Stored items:
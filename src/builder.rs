use std::io;
use std::net::{SocketAddr, SocketAddrV4};
use thiserror::Error;
use tokio::{
    sync::{mpsc, oneshot},
    task,
};

use crate::id::{InfoHash, NodeId};
use crate::routing::table::RoutingTable;
use crate::worker::{socket::Socket, Command, DhtEvent, DhtHandler};

/// The operation could not complete because the node shut down.
#[derive(Debug, Error)]
#[error("the node has shut down")]
pub struct ClosedError;

/// Handle to a running DHT node.
///
/// The node itself lives on a spawned task owning all state; this handle
/// talks to it over a channel and can be cloned freely. Dropping every
/// handle shuts the node down.
#[derive(Clone)]
pub struct Dht {
    command_tx: mpsc::UnboundedSender<Command>,
    local_addr: SocketAddr,
    local_id: NodeId,
}

impl Dht {
    /// Create a new DhtBuilder.
    pub fn builder() -> DhtBuilder {
        DhtBuilder {
            port: 0,
            node_id: None,
            routers: Vec::new(),
        }
    }

    /// Address of the bound UDP socket.
    pub fn local_addr(&self) -> SocketAddr {
        self.local_addr
    }

    /// Identifier this node participates under. Generated at startup and
    /// fixed for the node's lifetime.
    pub fn local_id(&self) -> NodeId {
        self.local_id
    }

    /// Seed the routing table through the given contact: an iterative
    /// lookup of our own id, starting there. Resolves when the lookup
    /// settles; the routing table then holds the contact and the closest
    /// nodes it led us to.
    pub async fn connect(&self, addr: SocketAddrV4) -> Result<(), ClosedError> {
        let (reply_tx, reply_rx) = oneshot::channel();

        self.command_tx
            .send(Command::Connect {
                addr,
                reply: reply_tx,
            })
            .map_err(|_| ClosedError)?;

        reply_rx.await.map_err(|_| ClosedError)
    }

    /// Iterative `get_peers`: collect peers announced for the info hash.
    pub async fn lookup(&self, info_hash: InfoHash) -> Result<Vec<SocketAddrV4>, ClosedError> {
        self.search(info_hash, None).await
    }

    /// Iterative `get_peers` followed by `announce_peer` to the closest
    /// responders: make this node findable as a source for the info hash,
    /// reachable on `port`. Returns the peers found along the way.
    pub async fn advertise(
        &self,
        info_hash: InfoHash,
        port: u16,
    ) -> Result<Vec<SocketAddrV4>, ClosedError> {
        self.search(info_hash, Some(port)).await
    }

    /// Shut the node down: every timer is cancelled, pending lookups
    /// resolve as [`ClosedError`] for their callers, the socket closes.
    /// When this returns nothing of the node runs anymore.
    pub async fn close(self) {
        let (reply_tx, reply_rx) = oneshot::channel();

        if self
            .command_tx
            .send(Command::Shutdown { reply: reply_tx })
            .is_ok()
        {
            reply_rx.await.unwrap_or(());
        }
    }

    async fn search(
        &self,
        info_hash: InfoHash,
        announce_port: Option<u16>,
    ) -> Result<Vec<SocketAddrV4>, ClosedError> {
        let (reply_tx, reply_rx) = oneshot::channel();

        self.command_tx
            .send(Command::Search {
                info_hash,
                announce_port,
                reply: reply_tx,
            })
            .map_err(|_| ClosedError)?;

        reply_rx.await.map_err(|_| ClosedError)
    }
}

// ----------------------------------------------------------------------------//

/// Configuration for starting a [`Dht`] node.
#[derive(Clone, Debug)]
pub struct DhtBuilder {
    port: u16,
    node_id: Option<NodeId>,
    routers: Vec<SocketAddrV4>,
}

impl DhtBuilder {
    /// Local UDP port to bind. Defaults to 0, letting the OS pick one.
    pub fn bind_port(mut self, port: u16) -> DhtBuilder {
        self.port = port;
        self
    }

    /// Fix the node id instead of generating a random one. Mostly useful
    /// in tests.
    pub fn set_node_id(mut self, node_id: NodeId) -> DhtBuilder {
        self.node_id = Some(node_id);
        self
    }

    /// Add a bootstrap contact to seed the routing table from right after
    /// startup. Equivalent to calling [`Dht::connect`] once running.
    pub fn add_router(mut self, router: SocketAddrV4) -> DhtBuilder {
        self.routers.push(router);
        self
    }

    /// Add bootstrap contacts.
    pub fn add_routers<I>(mut self, routers: I) -> DhtBuilder
    where
        I: IntoIterator<Item = SocketAddrV4>,
    {
        self.routers.extend(routers);
        self
    }

    /// Bind the socket and start the node. The returned receiver carries
    /// [`DhtEvent`]s, beginning with `Listening` once the worker serves.
    pub async fn start(self) -> io::Result<(Dht, mpsc::UnboundedReceiver<DhtEvent>)> {
        let socket = Socket::bind(self.port).await?;
        let local_addr = socket.local_addr()?;
        let local_id = self.node_id.unwrap_or_else(NodeId::random);

        let (command_tx, command_rx) = mpsc::unbounded_channel();
        let (event_tx, event_rx) = mpsc::unbounded_channel();

        let handler = DhtHandler::new(
            RoutingTable::new(local_id),
            socket,
            command_rx,
            event_tx,
        );
        task::spawn(handler.run());

        // Fire-and-forget seeding; failures surface through the routing
        // table staying empty, not through this call.
        for router in self.routers {
            let (reply_tx, _) = oneshot::channel();
            command_tx
                .send(Command::Connect {
                    addr: router,
                    reply: reply_tx,
                })
                .unwrap_or(());
        }

        Ok((
            Dht {
                command_tx,
                local_addr,
                local_id,
            },
            event_rx,
        ))
    }
}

_Problem details_
Quote the records above from their first line through the line containing "it led us to.", both ends included.

_Output below_
filename src/builder.rs
use std::io;
use std::net::{SocketAddr, SocketAddrV4};
use thiserror::Error;
use tokio::{
    sync::{mpsc, oneshot},
    task,
};

use crate::id::{InfoHash, NodeId};
use crate::routing::table::RoutingTable;
use crate::worker::{socket::Socket, Command, DhtEvent, DhtHandler};

/// The operation could not complete because the node shut down.
#[derive(Debug, Error)]
#[error("the node has shut down")]
pub struct ClosedError;

/// Handle to a running DHT node.
///
/// The node itself lives on a spawned task owning all state; this handle
/// talks to it over a channel and can be cloned freely. Dropping every
/// handle shuts the node down.
#[derive(Clone)]
pub struct Dht {
    command_tx: mpsc::UnboundedSender<Command>,
    local_addr: SocketAddr,
    local_id: NodeId,
}

impl Dht {
    /// Create a new DhtBuilder.
    pub fn builder() -> DhtBuilder {
        DhtBuilder {
            port: 0,
            node_id: None,
            routers: Vec::new(),
        }
    }

    /// Address of the bound UDP socket.
    pub fn local_addr(&self) -> SocketAddr {
        self.local_addr
    }

    /// Identifier this node participates under. Generated at startup and
    /// fixed for the node's lifetime.
    pub fn local_id(&self) -> NodeId {
        self.local_id
    }

    /// Seed the routing table through the given contact: an iterative
    /// lookup of our own id, starting there. Resolves when the lookup
    /// settles; the routing table then holds the contact and the closest
    /// nodes it led us to.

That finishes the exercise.